Der Kammerbezirk Chemnitz ist bekannt als traditionsreicher deutscher Industrie- und Wissenschaftsstandort, von dem entscheidende  Impulse für die deutsche und internationale Wirtschaft ausgingen - das sind mehr als 800 Jahre  Erzbergbau, dessen Kontinuität nur durch ständige Innovationen beim Abbau, der Aufbereitung oder der Wasserhaltung möglich war, die Textilindustrie, die weltweite Standards und Entwicklungen bestimmte, der Maschinenbau, der hier eine seiner Geburtsstätten hatte und der Automobilbau, aus dem Weltunternehmen hervorgingen.
Geprägt von mittelständischen Unternehmen und einer breiten Branchenvielfalt hat
der Kammerbezirk Chemnitz nach einem gewaltigen Transformationsprozess in den 90er-Jahren seinen Platz in der deutschen Wirtschaftslandschaft gefunden. Insbesondere der Ballungsraum Chemnitz-Zwickau ist heute wieder der industrielle Motor Sachsens.
Die Kernbranchen Automobil und Maschinenbau sind eng vernetzt mit einer breiten Basis aus Unternehmen angrenzender Branchen, vor allem der Werkstoff- und Beschichtungstechnik, Metallverarbeitung, Automatisierungstechnik und Mikrosystemtechnik sowie zahlreichen spezialisierten Dienstleistern.
Aber auch die Rohstoffwirtschaft im Raum Freiberg, die Textil- und Bekleidungsindustrie, der Musikinstrumentenbau im Vogtland, die Holzverarbeitung und das traditionelle Kunsthandwerk im Erzgebirge stellen weiterhin wichtige Wirtschaftsbereiche dar.

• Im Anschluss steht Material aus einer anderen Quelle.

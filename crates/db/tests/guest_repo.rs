//! Integration tests for guest filtering and bulk attendance updates.

use chrono::{Local, NaiveTime};
use party_core::guest_filter::GuestFilter;
use party_db::models::guest::{CreateGuest, Guest};
use party_db::models::party::{CreateParty, Party};
use party_db::repositories::{GuestRepo, PartyRepo};
use sqlx::PgPool;

// ---------------------------------------------------------------------------
// Helpers
// ---------------------------------------------------------------------------

async fn create_party(pool: &PgPool, venue: &str) -> Party {
    PartyRepo::create(
        pool,
        &CreateParty {
            party_date: Local::now().date_naive(),
            party_time: NaiveTime::from_hms_opt(18, 0, 0).unwrap(),
            invitation: "Come to my party!".to_string(),
            venue: venue.to_string(),
        },
    )
    .await
    .unwrap()
}

async fn create_guest(pool: &PgPool, party: &Party, name: &str, attending: bool) -> Guest {
    GuestRepo::create(
        pool,
        party.id,
        &CreateGuest {
            name: name.to_string(),
            attending,
        },
    )
    .await
    .unwrap()
}

fn names(guests: &[Guest]) -> Vec<&str> {
    guests.iter().map(|g| g.name.as_str()).collect()
}

// ---------------------------------------------------------------------------
// Filtering
// ---------------------------------------------------------------------------

#[sqlx::test(migrations = "./migrations")]
async fn listing_never_leaks_other_parties(pool: PgPool) {
    let party = create_party(&pool, "Main").await;
    let other = create_party(&pool, "Another Venue").await;
    let alice = create_guest(&pool, &party, "Alice", false).await;
    let bob = create_guest(&pool, &party, "Bob", true).await;
    create_guest(&pool, &other, "Alicia", true).await;

    let guests = GuestRepo::list_by_party(&pool, party.id).await.unwrap();
    assert_eq!(guests, vec![alice, bob]);

    for filter in [
        GuestFilter::from_form("attending", ""),
        GuestFilter::from_form("all", "ali"),
        GuestFilter::from_form("attending", "ali"),
    ] {
        let hits = GuestRepo::filter(&pool, party.id, &filter).await.unwrap();
        assert!(hits.iter().all(|g| g.party_id == party.id), "{filter:?}");
    }
}

#[sqlx::test(migrations = "./migrations")]
async fn search_is_case_insensitive_substring(pool: PgPool) {
    let party = create_party(&pool, "Main").await;
    create_guest(&pool, &party, "Anna", false).await;
    create_guest(&pool, &party, "Catherine", false).await;

    let hits = GuestRepo::filter(&pool, party.id, &GuestFilter::from_form("all", "an"))
        .await
        .unwrap();
    assert_eq!(names(&hits), vec!["Anna"]);
}

#[sqlx::test(migrations = "./migrations")]
async fn each_selector_and_search_pair_returns_expected_rows(pool: PgPool) {
    let party = create_party(&pool, "Main").await;
    create_guest(&pool, &party, "Bob", true).await;
    create_guest(&pool, &party, "Bobby", false).await;
    create_guest(&pool, &party, "Carol", true).await;
    create_guest(&pool, &party, "Dave", false).await;

    let cases: [(&str, &str, Vec<&str>); 7] = [
        ("attending", "", vec!["Bob", "Carol"]),
        ("not_attending", "", vec!["Bobby", "Dave"]),
        ("attending", "bob", vec!["Bob"]),
        ("not_attending", "bob", vec!["Bobby"]),
        ("all", "BOB", vec!["Bob", "Bobby"]),
        ("all", "", vec!["Bob", "Bobby", "Carol", "Dave"]),
        ("unknown", "bob", vec!["Bob", "Bobby", "Carol", "Dave"]),
    ];

    for (selector, search, expected) in cases {
        let filter = GuestFilter::from_form(selector, search);
        let hits = GuestRepo::filter(&pool, party.id, &filter).await.unwrap();
        assert_eq!(names(&hits), expected, "selector={selector} search={search}");
    }
}

#[sqlx::test(migrations = "./migrations")]
async fn like_metacharacters_match_literally(pool: PgPool) {
    let party = create_party(&pool, "Main").await;
    create_guest(&pool, &party, "100% Fun", false).await;
    create_guest(&pool, &party, "1000 Fun", false).await;

    let hits = GuestRepo::filter(&pool, party.id, &GuestFilter::from_form("all", "0%"))
        .await
        .unwrap();
    assert_eq!(names(&hits), vec!["100% Fun"]);
}

#[sqlx::test(migrations = "./migrations")]
async fn unknown_party_yields_empty_list(pool: PgPool) {
    let hits = GuestRepo::filter(&pool, uuid::Uuid::new_v4(), &GuestFilter::Unfiltered)
        .await
        .unwrap();
    assert!(hits.is_empty());
}

// ---------------------------------------------------------------------------
// Bulk attendance
// ---------------------------------------------------------------------------

#[sqlx::test(migrations = "./migrations")]
async fn mark_attending_touches_only_listed_ids(pool: PgPool) {
    let party = create_party(&pool, "Main").await;
    let g1 = create_guest(&pool, &party, "Alice", false).await;
    let g2 = create_guest(&pool, &party, "Bob", false).await;

    let touched = GuestRepo::set_attending(&pool, &[g1.id], true).await.unwrap();
    assert_eq!(touched, 1);

    let g1 = GuestRepo::find_by_id(&pool, g1.id).await.unwrap().unwrap();
    let g2 = GuestRepo::find_by_id(&pool, g2.id).await.unwrap().unwrap();
    assert!(g1.attending);
    assert!(!g2.attending);
}

#[sqlx::test(migrations = "./migrations")]
async fn mark_then_unmark_restores_original_state(pool: PgPool) {
    let party = create_party(&pool, "Main").await;
    let g1 = create_guest(&pool, &party, "Alice", false).await;
    let g2 = create_guest(&pool, &party, "Bob", false).await;
    let bystander = create_guest(&pool, &party, "Carol", true).await;
    let ids = [g1.id, g2.id];

    GuestRepo::set_attending(&pool, &ids, true).await.unwrap();
    GuestRepo::set_attending(&pool, &ids, true).await.unwrap();
    let after_mark = GuestRepo::list_by_party(&pool, party.id).await.unwrap();
    assert!(after_mark.iter().all(|g| g.attending));

    GuestRepo::set_attending(&pool, &ids, false).await.unwrap();
    let after_unmark = GuestRepo::list_by_party(&pool, party.id).await.unwrap();

    let flags: Vec<_> = after_unmark.iter().map(|g| (g.id, g.attending)).collect();
    assert_eq!(
        flags,
        vec![(g1.id, false), (g2.id, false), (bystander.id, true)]
    );
}

#[sqlx::test(migrations = "./migrations")]
async fn bulk_update_ignores_party_scope(pool: PgPool) {
    let party = create_party(&pool, "Main").await;
    let other = create_party(&pool, "Another Venue").await;
    let outsider = create_guest(&pool, &other, "Eve", false).await;

    GuestRepo::set_attending(&pool, &[outsider.id], true)
        .await
        .unwrap();

    let outsider = GuestRepo::find_by_id(&pool, outsider.id)
        .await
        .unwrap()
        .unwrap();
    assert!(outsider.attending);
    assert!(GuestRepo::list_by_party(&pool, party.id)
        .await
        .unwrap()
        .is_empty());
}

#[sqlx::test(migrations = "./migrations")]
async fn empty_id_list_is_a_no_op(pool: PgPool) {
    let touched = GuestRepo::set_attending(&pool, &[], true).await.unwrap();
    assert_eq!(touched, 0);
}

Der Erfindergeist und das Innovationspotential in der Region Chemnitz sind ohne praxisnahe, leistungsfähige Hochschulen nicht denkbar. Die TU Bergakademie Freiberg, die Technische Universität Chemnitz, die Fachhochschulen in Mittweida und Zwickau, drei Berufsakademien sowie mehr als 70 Forschungsinstitute und –dienstleister unterstützen die wirtschaftliche Entwicklung maßgeblich.